*** Source material ***

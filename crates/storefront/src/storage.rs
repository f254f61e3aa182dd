//! Key-value string storage for the persisted cart.
//!
//! The cart service is the sole writer: it reads one key at startup and
//! rewrites the whole value after every successful mutation. `FileStore`
//! keeps one file per key under a configurable root directory.

use std::fs;
use std::io;
use std::path::PathBuf;

use thiserror::Error;

/// Storage key holding the serialized cart snapshot.
pub const CART_KEY: &str = "cart";

/// Errors that can occur when persisting a value.
#[derive(Debug, Error)]
pub enum StorageError {
    /// Filesystem write failed.
    #[error("I/O error: {0}")]
    Io(#[from] io::Error),

    /// Value could not be serialized.
    #[error("Serialization error: {0}")]
    Serialize(#[from] serde_json::Error),
}

/// Key-value string store.
///
/// `load` is forgiving by contract: a missing or unreadable value is
/// reported as absent, and the caller falls back to an empty cart.
pub trait CartStorage: Send + Sync {
    /// Read the value stored under `key`, if any.
    fn load(&self, key: &str) -> Option<String>;

    /// Write `value` under `key`, replacing any previous value.
    ///
    /// # Errors
    ///
    /// Returns `StorageError` if the value cannot be written.
    fn save(&self, key: &str, value: &str) -> Result<(), StorageError>;
}

/// File-backed store: one `<root>/<key>.json` file per key.
#[derive(Debug, Clone)]
pub struct FileStore {
    root: PathBuf,
}

impl FileStore {
    /// Create a store rooted at `root`. The directory is created lazily
    /// on first save.
    #[must_use]
    pub fn new(root: impl Into<PathBuf>) -> Self {
        Self { root: root.into() }
    }

    fn path_for(&self, key: &str) -> PathBuf {
        self.root.join(format!("{key}.json"))
    }
}

impl CartStorage for FileStore {
    fn load(&self, key: &str) -> Option<String> {
        match fs::read_to_string(self.path_for(key)) {
            Ok(value) => Some(value),
            Err(e) if e.kind() == io::ErrorKind::NotFound => None,
            Err(e) => {
                tracing::warn!(error = %e, key = %key, "Failed to read stored value");
                None
            }
        }
    }

    fn save(&self, key: &str, value: &str) -> Result<(), StorageError> {
        fs::create_dir_all(&self.root)?;
        fs::write(self.path_for(key), value)?;
        Ok(())
    }
}

/// In-memory store for unit tests.
#[cfg(test)]
pub(crate) mod testing {
    use std::collections::HashMap;
    use std::sync::{Arc, Mutex};

    use super::{CartStorage, StorageError};

    /// Stores values in a shared map so tests can inspect what was
    /// persisted; can be flipped to fail every save.
    #[derive(Debug, Clone, Default)]
    pub struct MemoryStore {
        values: Arc<Mutex<HashMap<String, String>>>,
        fail_saves: Arc<Mutex<bool>>,
    }

    #[allow(clippy::unwrap_used)]
    impl MemoryStore {
        pub fn get(&self, key: &str) -> Option<String> {
            self.values.lock().unwrap().get(key).cloned()
        }

        pub fn set(&self, key: &str, value: &str) {
            self.values
                .lock()
                .unwrap()
                .insert(key.to_string(), value.to_string());
        }

        pub fn fail_saves(&self) {
            *self.fail_saves.lock().unwrap() = true;
        }
    }

    #[allow(clippy::unwrap_used)]
    impl CartStorage for MemoryStore {
        fn load(&self, key: &str) -> Option<String> {
            self.get(key)
        }

        fn save(&self, key: &str, value: &str) -> Result<(), StorageError> {
            if *self.fail_saves.lock().unwrap() {
                return Err(StorageError::Io(std::io::Error::other("save disabled")));
            }
            self.set(key, value);
            Ok(())
        }
    }
}

#[cfg(test)]
#[allow(clippy::unwrap_used)]
mod tests {
    use super::*;

    fn temp_store() -> FileStore {
        let dir = std::env::temp_dir().join(format!(
            "shoebox-storage-test-{}-{:?}",
            std::process::id(),
            std::thread::current().id()
        ));
        let _ = fs::remove_dir_all(&dir);
        FileStore::new(dir)
    }

    #[test]
    fn test_load_missing_key_is_none() {
        let store = temp_store();
        assert_eq!(store.load(CART_KEY), None);
    }

    #[test]
    fn test_save_then_load_round_trips() {
        let store = temp_store();
        store.save(CART_KEY, "[1,2,3]").unwrap();
        assert_eq!(store.load(CART_KEY).as_deref(), Some("[1,2,3]"));
    }

    #[test]
    fn test_save_replaces_previous_value() {
        let store = temp_store();
        store.save(CART_KEY, "old").unwrap();
        store.save(CART_KEY, "new").unwrap();
        assert_eq!(store.load(CART_KEY).as_deref(), Some("new"));
    }
}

***

_Work instructions_:
What is needed is the number of lines in the data that hold the word "serialized", with nothing added.

_Result of the task_:
2